LOGISTICS INDUSTRY EXPANDING
The Purchasing Manager’s Index (PMI) for February was 58.6%, a 1-point increase from January. This still indicates expansion in the PMI for the 21st consecutive month after the contraction in April and May of 2020 (anything greater than 50 equals growth). Durable goods orders decreased significantly by 2.2% in February, much more than the expected 0.5% decrease. Unfilled orders and inventories both increased by 0.4%, while capital goods decreased by 6.7%.

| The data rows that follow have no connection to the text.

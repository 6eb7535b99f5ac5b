//! Group compilation and whole-project `compile` / `check`.
//!
//! A group is compiled entirely in memory by [`compile_group`]. [`compile`]
//! builds every group first and writes output only once all of them
//! succeeded, so a failing run leaves the previous output untouched.

use std::{
    fs,
    path::{Path, PathBuf},
};

use serde_json::Value;

use crate::{
    config::{Config, ConfigLoadResult},
    core::{
        aggregate::aggregate,
        flatten::{find_duplicate_path, flatten_document},
        identifier::{IdentifierRegistry, namespace_name},
        message::{MessageCatalog, MessageRecord},
        namespace::build_namespace,
        validate::validate,
    },
    emit::{
        INDEX_FILE_NAME, MODULE_FILE_NAME, RUNTIME_EXPORTS, RUNTIME_FILE_NAME,
        accessor::AccessorDecl,
        index::{ExportEntry, emit_index, module_import_path},
        module::emit_module,
        runtime::emit_runtime,
    },
    error::{Error, Result},
    parsers::json::{
        MessageGroup, ROOT_GROUP_NAME, ScanWarning, parse_json_file, scan_message_groups,
    },
};

/// Decoded locale documents of one group, in configured locale order.
pub type GroupDocuments = Vec<(String, Value)>;

/// A group's catalog before validation.
#[derive(Debug)]
pub struct GroupAnalysis {
    pub catalog: MessageCatalog,
    /// Records flattened from each locale document.
    pub record_counts: Vec<(String, usize)>,
}

#[derive(Debug)]
pub struct CompiledGroup {
    /// Display name, `(root)` for the root group.
    pub name: String,
    pub rel_path: String,
    pub message_count: usize,
    pub record_counts: Vec<(String, usize)>,
    /// Contents of the group's `messages.ts`.
    pub source: String,
    pub exports: ExportEntry,
}

pub fn display_name(rel_path: &str) -> &str {
    if rel_path.is_empty() {
        ROOT_GROUP_NAME
    } else {
        rel_path
    }
}

pub fn load_documents(group: &MessageGroup) -> Result<GroupDocuments> {
    group
        .files
        .iter()
        .map(|file| Ok((file.locale.clone(), parse_json_file(&file.path)?)))
        .collect()
}

/// Flattens every locale document and aggregates them into one catalog.
pub fn analyze_group(group: &str, documents: &[(String, Value)]) -> Result<GroupAnalysis> {
    let mut flattened: Vec<(&str, Vec<MessageRecord>)> = Vec::with_capacity(documents.len());
    for (locale, document) in documents {
        let records = flatten_document(document);
        if let Some(path) = find_duplicate_path(&records) {
            return Err(Error::AmbiguousPath {
                group: group.to_string(),
                locale: locale.clone(),
                path,
            });
        }
        flattened.push((locale.as_str(), records));
    }

    let catalog = aggregate(flattened.iter().map(|(l, r)| (*l, r.as_slice())));
    let record_counts = flattened
        .iter()
        .map(|(locale, records)| (locale.to_string(), records.len()))
        .collect();

    Ok(GroupAnalysis {
        catalog,
        record_counts,
    })
}

/// Runs the full pipeline for one group without touching the filesystem.
pub fn compile_group(
    rel_path: &str,
    documents: &[(String, Value)],
    config: &Config,
) -> Result<CompiledGroup> {
    let name = display_name(rel_path);
    let GroupAnalysis {
        catalog,
        record_counts,
    } = analyze_group(name, documents)?;

    if config.validate_translations {
        validate(&config.locales, &config.default_locale, &catalog, name)?;
    }

    let mut registry = IdentifierRegistry::new();
    for runtime_name in RUNTIME_EXPORTS {
        registry.register(runtime_name, RUNTIME_FILE_NAME, name)?;
    }

    let decls: Vec<AccessorDecl> = catalog
        .iter()
        .map(|(path, data)| AccessorDecl::new(path, data, rel_path))
        .collect();
    for decl in &decls {
        registry.register(&decl.identifier, decl.path, name)?;
        if let Some(params_type) = &decl.params_type {
            registry.register(params_type, decl.path, name)?;
        }
    }

    let namespace = if config.generate_namespaces {
        let const_name = namespace_name(rel_path);
        registry.register(&const_name, "namespace", name)?;
        let root = build_namespace(&catalog, rel_path, &config.default_locale, name)?;
        Some((const_name, root))
    } else {
        None
    };

    let source = emit_module(
        rel_path,
        &decls,
        namespace.as_ref().map(|(n, root)| (n.as_str(), root)),
        &config.default_locale,
    );

    let exports = ExportEntry {
        group: name.to_string(),
        module_path: module_import_path(rel_path),
        accessors: decls.iter().map(|d| d.identifier.clone()).collect(),
        params_types: decls.iter().filter_map(|d| d.params_type.clone()).collect(),
        namespace: namespace.map(|(n, _)| n),
    };

    Ok(CompiledGroup {
        name: name.to_string(),
        rel_path: rel_path.to_string(),
        message_count: catalog.len(),
        record_counts,
        source,
        exports,
    })
}

/// Rejects names exported by more than one module of the combined index.
pub fn check_index_exports(entries: &[ExportEntry]) -> Result<()> {
    let mut registry = IdentifierRegistry::new();
    for runtime_name in RUNTIME_EXPORTS {
        registry.register(runtime_name, RUNTIME_FILE_NAME, INDEX_FILE_NAME)?;
    }
    for entry in entries {
        for name in entry.names() {
            registry.register(name, &entry.group, INDEX_FILE_NAME)?;
        }
    }
    Ok(())
}

/// A file to write, relative to the output directory.
#[derive(Debug, Clone, PartialEq, Eq)]
pub struct OutputFile {
    pub path: PathBuf,
    pub contents: String,
}

pub fn module_output_path(rel_path: &str) -> PathBuf {
    let mut path = PathBuf::from("messages");
    for component in rel_path.split('/').filter(|s| !s.is_empty()) {
        path.push(component);
    }
    path.join(MODULE_FILE_NAME)
}

/// All output files of a run: runtime, one module per group, then the index.
pub fn plan_output(groups: &[CompiledGroup], config: &Config) -> Result<Vec<OutputFile>> {
    let entries: Vec<ExportEntry> = groups.iter().map(|g| g.exports.clone()).collect();
    check_index_exports(&entries)?;

    let mut files = vec![OutputFile {
        path: PathBuf::from(RUNTIME_FILE_NAME),
        contents: emit_runtime(&config.locales, &config.default_locale),
    }];
    files.extend(groups.iter().map(|group| OutputFile {
        path: module_output_path(&group.rel_path),
        contents: group.source.clone(),
    }));
    files.push(OutputFile {
        path: PathBuf::from(INDEX_FILE_NAME),
        contents: emit_index(&entries),
    });
    Ok(files)
}

pub fn write_output(output_dir: &Path, files: &[OutputFile]) -> Result<Vec<PathBuf>> {
    let mut written = Vec::with_capacity(files.len());
    for file in files {
        let path = output_dir.join(&file.path);
        if let Some(parent) = path.parent() {
            fs::create_dir_all(parent).map_err(|e| Error::io(parent, e))?;
        }
        fs::write(&path, &file.contents).map_err(|e| Error::io(&path, e))?;
        written.push(path);
    }
    Ok(written)
}

#[derive(Debug)]
pub struct CompileOutcome {
    pub groups: Vec<CompiledGroup>,
    pub warnings: Vec<ScanWarning>,
    pub written: Vec<PathBuf>,
}

/// Compiles every group of the project and writes the output directory.
pub fn compile(loaded: &ConfigLoadResult) -> Result<CompileOutcome> {
    let config = &loaded.config;
    let scan = scan_message_groups(&loaded.messages_dir(), &config.locales)?;

    let mut groups = Vec::with_capacity(scan.groups.len());
    for group in &scan.groups {
        let documents = load_documents(group)?;
        groups.push(compile_group(&group.rel_path, &documents, config)?);
    }

    let files = plan_output(&groups, config)?;
    let written = write_output(&loaded.output_dir(), &files)?;

    Ok(CompileOutcome {
        groups,
        warnings: scan.warnings,
        written,
    })
}

#[derive(Debug)]
pub struct GroupCheck {
    pub name: String,
    pub message_count: usize,
    pub record_counts: Vec<(String, usize)>,
    /// Validation failure for this group, if any.
    pub failure: Option<Error>,
}

#[derive(Debug)]
pub struct CheckOutcome {
    pub groups: Vec<GroupCheck>,
    pub warnings: Vec<ScanWarning>,
}

impl CheckOutcome {
    pub fn failed_groups(&self) -> impl Iterator<Item = &GroupCheck> {
        self.groups.iter().filter(|g| g.failure.is_some())
    }

    pub fn is_valid(&self) -> bool {
        self.failed_groups().next().is_none()
    }
}

/// Validates every group, whatever `validateTranslations` says.
///
/// Validation failures are collected per group; any other error aborts.
pub fn check(loaded: &ConfigLoadResult) -> Result<CheckOutcome> {
    let config = &loaded.config;
    let scan = scan_message_groups(&loaded.messages_dir(), &config.locales)?;

    let mut groups = Vec::with_capacity(scan.groups.len());
    for group in &scan.groups {
        let name = group.display_name();
        let documents = load_documents(group)?;
        let analysis = analyze_group(name, &documents)?;

        let failure = match validate(
            &config.locales,
            &config.default_locale,
            &analysis.catalog,
            name,
        ) {
            Ok(()) => None,
            Err(e) if e.is_validation_failure() => Some(e),
            Err(e) => return Err(e),
        };

        groups.push(GroupCheck {
            name: name.to_string(),
            message_count: analysis.catalog.len(),
            record_counts: analysis.record_counts,
            failure,
        });
    }

    Ok(CheckOutcome {
        groups,
        warnings: scan.warnings,
    })
}

/// Loads and analyzes the group at `rel_path` (empty for the root group).
pub fn load_group(loaded: &ConfigLoadResult, rel_path: &str) -> Result<GroupAnalysis> {
    let config = &loaded.config;
    let scan = scan_message_groups(&loaded.messages_dir(), &config.locales)?;
    let rel_path = rel_path.trim_matches('/');

    let group = scan
        .groups
        .iter()
        .find(|g| g.rel_path == rel_path)
        .ok_or_else(|| {
            let known: Vec<&str> = scan.groups.iter().map(MessageGroup::display_name).collect();
            Error::configuration(format!(
                "no message group \"{}\" (found: {})",
                display_name(rel_path),
                known.join(", ")
            ))
        })?;

    let documents = load_documents(group)?;
    analyze_group(group.display_name(), &documents)
}
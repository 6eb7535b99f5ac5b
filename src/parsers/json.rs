//! Locale file discovery and decoding.
//!
//! Every directory below the messages directory that holds `*.json` files is
//! one message group. The file stem is the locale (`es.json` -> `es`).

use std::{
    fs,
    path::{Component, Path, PathBuf},
};

use serde_json::Value;
use walkdir::WalkDir;

use crate::{
    core::value_kind,
    error::{Error, Result},
};

/// Display name of the group that lives directly in the messages directory.
pub const ROOT_GROUP_NAME: &str = "(root)";

#[derive(Debug, Clone, PartialEq, Eq)]
pub struct LocaleFile {
    pub locale: String,
    pub path: PathBuf,
}

/// One directory of locale files.
#[derive(Debug, Clone, PartialEq, Eq)]
pub struct MessageGroup {
    /// `/`-separated path relative to the messages directory, empty for the root.
    pub rel_path: String,
    /// Configured locales found in the directory, in configured order.
    pub files: Vec<LocaleFile>,
}

impl MessageGroup {
    pub fn display_name(&self) -> &str {
        if self.rel_path.is_empty() {
            ROOT_GROUP_NAME
        } else {
            &self.rel_path
        }
    }

    pub fn locales(&self) -> Vec<&str> {
        self.files.iter().map(|f| f.locale.as_str()).collect()
    }
}

/// A locale file that was skipped during discovery.
#[derive(Debug, Clone, PartialEq, Eq)]
pub struct ScanWarning {
    pub path: PathBuf,
    pub message: String,
}

#[derive(Debug, Default)]
pub struct ScanMessagesResult {
    pub groups: Vec<MessageGroup>,
    pub warnings: Vec<ScanWarning>,
}

/// Extracts locale from filename.
///
/// Examples:
/// - "en.json" -> Some("en")
/// - "/path/to/messages/zh-CN.json" -> Some("zh-CN")
pub fn extract_locale(path: impl AsRef<Path>) -> Option<String> {
    let path = path.as_ref();
    path.file_stem()
        .and_then(|s| s.to_str())
        .map(|s| s.to_string())
}

fn is_json_file(path: &Path) -> bool {
    path.extension().and_then(|e| e.to_str()) == Some("json")
}

fn rel_path_of(dir: &Path, messages_dir: &Path) -> String {
    dir.strip_prefix(messages_dir)
        .unwrap_or(dir)
        .components()
        .filter_map(|c| match c {
            Component::Normal(name) => Some(name.to_string_lossy().into_owned()),
            _ => None,
        })
        .collect::<Vec<_>>()
        .join("/")
}

/// Finds every message group below `messages_dir`.
///
/// Groups are returned sorted by relative path. Files whose locale is not in
/// `locales` are left out of their group and reported as warnings.
pub fn scan_message_groups(messages_dir: &Path, locales: &[String]) -> Result<ScanMessagesResult> {
    if !messages_dir.exists() {
        return Err(Error::configuration(format!(
            "messages directory '{}' does not exist\nHint: check \"messagesDir\" in your glider.config.json.",
            messages_dir.display()
        )));
    }

    if !messages_dir.is_dir() {
        return Err(Error::configuration(format!(
            "'{}' is not a directory",
            messages_dir.display()
        )));
    }

    let mut result = ScanMessagesResult::default();

    for entry in WalkDir::new(messages_dir).sort_by_file_name() {
        let entry = entry.map_err(|e| {
            let path = e.path().unwrap_or(messages_dir).to_path_buf();
            Error::io(path, e.into())
        })?;
        if !entry.file_type().is_dir() {
            continue;
        }

        let dir = entry.path();
        let mut found: Vec<LocaleFile> = Vec::new();
        for file in fs::read_dir(dir).map_err(|e| Error::io(dir, e))? {
            let path = file.map_err(|e| Error::io(dir, e))?.path();
            if !path.is_file() || !is_json_file(&path) {
                continue;
            }
            if let Some(locale) = extract_locale(&path) {
                found.push(LocaleFile { locale, path });
            }
        }

        if found.is_empty() {
            continue;
        }
        found.sort_by(|a, b| a.locale.cmp(&b.locale));

        let mut files = Vec::new();
        for locale in locales {
            if let Some(file) = found.iter().find(|f| &f.locale == locale) {
                files.push(file.clone());
            }
        }
        for file in found.iter().filter(|f| !locales.contains(&f.locale)) {
            result.warnings.push(ScanWarning {
                path: file.path.clone(),
                message: format!(
                    "ignoring {}: locale \"{}\" is not configured",
                    file.path.display(),
                    file.locale
                ),
            });
        }

        result.groups.push(MessageGroup {
            rel_path: rel_path_of(dir, messages_dir),
            files,
        });
    }

    Ok(result)
}

/// Decodes one locale document. The top level must be an object.
pub fn decode_document(content: &str, path: &Path) -> Result<Value> {
    let value: Value = serde_json::from_str(content).map_err(|source| Error::Parse {
        path: path.to_path_buf(),
        source,
    })?;

    if !value.is_object() {
        return Err(Error::InvalidDocument {
            path: path.to_path_buf(),
            found: value_kind(&value),
        });
    }

    Ok(value)
}

pub fn parse_json_file(path: &Path) -> Result<Value> {
    let content = fs::read_to_string(path).map_err(|e| Error::io(path, e))?;
    decode_document(&content, path)
}
use std::fmt::Write as _;

use super::{GENERATED_HEADER, string_literal};

/// Source of `_runtime.ts`, shared by every generated module.
///
/// Holds the locale list, the ambient locale used when an accessor gets no
/// `lang` argument, and the placeholder helpers the accessors call.
pub fn emit_runtime(locales: &[String], default_locale: &str) -> String {
    let mut out = String::new();
    let _ = writeln!(out, "{}", GENERATED_HEADER);
    out.push('\n');

    let list = locales
        .iter()
        .map(|l| string_literal(l))
        .collect::<Vec<_>>()
        .join(", ");
    let _ = writeln!(out, "export const locales = [{}] as const;", list);
    out.push('\n');
    out.push_str("export type Locale = (typeof locales)[number];\n");
    out.push('\n');
    let _ = writeln!(
        out,
        "export const defaultLocale: Locale = {};",
        string_literal(default_locale)
    );
    out.push_str(RUNTIME_BODY);
    out
}

const RUNTIME_BODY: &str = r#"
/** Supplies the locale used when an accessor is called without `lang`. */
export type LocaleResolver = () => Locale | undefined;

let currentLocale: Locale | undefined;

export function setLocale(locale: Locale | undefined): void {
  currentLocale = locale;
}

export function getLocale(): Locale | undefined {
  return currentLocale;
}

function paramValue(params: object, name: string): unknown {
  return (params as Record<string, unknown>)[name];
}

const PLACEHOLDER = /\{([\p{Alphabetic}\p{M}\p{Nd}\p{Pc}\p{Join_Control}]+)\}/gu;

/** Replaces every `{name}` of each declared name that has a defined value, in one pass. */
export function interpolate(template: string, names: readonly string[], params: object | undefined): string {
  if (params === undefined) return template;
  return template.replace(PLACEHOLDER, (token: string, name: string) => {
    if (!names.includes(name)) return token;
    const value = paramValue(params, name);
    return value === undefined ? token : String(value);
  });
}

/** True when `text` contains `{name}` for one of `names`. */
export function hasPlaceholder(text: string, names: readonly string[]): boolean {
  return names.some((name) => text.includes(`{${name}}`));
}
"#;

The Logistics Management Index (LMI) for December was 75.2, a 3.3-point increase from January and the second-highest reading in the history of the index. The LMI index has been above 70 for 13 consecutive months, as well as 16 of the past 18 months, indicating significant expansion, with no obvious signs of a slowdown on the industry 4.0 market horizon. Like January, this month’s growth is driven by rapid growth in inventory levels. This is the complete opposite from last fall when firms were struggling to build up inventories. A combination of over-ordering to avoid shortages, late-arriving goods due to supply chain congestion, and a softening of consumer spending has created a logjam with inventory levels a full 21.4 points higher than they were in November. Transportation capacity was 44.4% in February, down 0.3% from January, while transportation utilization is up 6.1 points to 68.5%. Additionally, transportation prices dropped by 0.3 points to 89.0% in February. Looking at the other factors that make up LMI, warehousing and inventories, February showed a decrease of 4.6 points to 43.4% for warehouse capacity, an 0.5 -point increase to 86.4 in warehousing prices, and an increase of 2.3 points to 90.3 for inventory costs, while the inventory level is up 9.1 points to 80.2%, crossing the 80.0 threshold for the first time.